There’s so much celebration and grief on this messy road. So much more I didn’t even touch on. I know adoption isn’t perfect. I even know it’s not the Lord’s first choice. But the privilege He has invited us into is almost more than I can bear…

This little girl…she made me a mom, but she has made me a lot more than that, too. She has made me stronger and weaker and more humble before the Lord. She has given a face to the idea of redemption. She has shown me what it looks like for the lion to lay with lamb. She challenges me to love Jesus recklessly and fight for a song in my heart. She has healed me as He has healed her, and given me a thousand reasons to dance.

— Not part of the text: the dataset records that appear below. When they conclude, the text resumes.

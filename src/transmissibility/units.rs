use std::fmt::{Display, Formatter};
use std::str::FromStr;

/// Eclipse unit systems.
#[derive(Clone, Copy, Debug, Default, PartialEq, Eq)]
pub enum UnitSystem {
    #[default]
    Metric,
    Field,
    Lab,
}

impl UnitSystem {
    /// Darcy constant converting `mD * length` into the flow unit of the
    /// unit system (Eclipse technical description values).
    pub fn darcy_constant(&self) -> f64 {
        match self {
            UnitSystem::Metric => 0.008527,
            UnitSystem::Field => 0.001127,
            UnitSystem::Lab => 3.6,
        }
    }
}

impl Display for UnitSystem {
    fn fmt(&self, f: &mut Formatter<'_>) -> std::fmt::Result {
        match self {
            UnitSystem::Metric => write!(f, "METRIC"),
            UnitSystem::Field => write!(f, "FIELD"),
            UnitSystem::Lab => write!(f, "LAB"),
        }
    }
}

#[derive(thiserror::Error, Debug, PartialEq, Eq)]
#[error("Unknown unit system '{0}', expected METRIC, FIELD or LAB")]
pub struct UnknownUnitSystem(pub String);

impl FromStr for UnitSystem {
    type Err = UnknownUnitSystem;

    fn from_str(s: &str) -> Result<Self, Self::Err> {
        match s.to_ascii_uppercase().as_str() {
            "METRIC" => Ok(UnitSystem::Metric),
            "FIELD" => Ok(UnitSystem::Field),
            "LAB" => Ok(UnitSystem::Lab),
            _ => Err(UnknownUnitSystem(s.to_string())),
        }
    }
}
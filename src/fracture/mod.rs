pub mod calculator;
pub mod fracture_cell;
pub mod fracture_grid;
pub mod matrix_connections;
pub mod placement;

pub use calculator::{
    CellContribution, ContributionResult, DirectionalTransmissibility,
    StimPlanCellTransmissibilityCalculator,
};
pub use fracture_cell::{FractureCell, CONDUCTIVITY_EPS};
pub use fracture_grid::{FractureConnection, FractureGrid, WellConnection};
pub use matrix_connections::{compute_matrix_connections, FractureMatrixConnections};
pub use placement::FracturePlacement;

#[derive(thiserror::Error, Debug, PartialEq)]
pub enum FractureError {
    #[error("Fracture cell polygon needs at least 3 points, got {0}")]
    TooFewPolygonPoints(usize),
    #[error("Fracture placement transform is not invertible")]
    SingularPlacement,
    #[error("Fracture grid needs at least 2 {0} coordinates")]
    TooFewCoordinates(&'static str),
    #[error("Fracture grid {0} coordinates must be strictly increasing")]
    UnsortedCoordinates(&'static str),
    #[error("Expected {expected} conductivity values, got {actual}")]
    WrongConductivityCount { expected: usize, actual: usize },
}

I can only hope and pray that I will be able to give half as much back to her.

Jesus, thank you that you’ve always known my little girl. That for ever day I wasn’t there I can be confident in this: You were.

You delivered her safely from her mother’s womb. You are the one who cared for ever since she was a baby. Since the day she was born, she’s been placed in your custody. You cradled her throughout her nights and her days. Don’t leave her now; stay close in whatever might come. (Psalm 22)

I love you, my Diamond girl. May you always live into the name your birth mama gave you.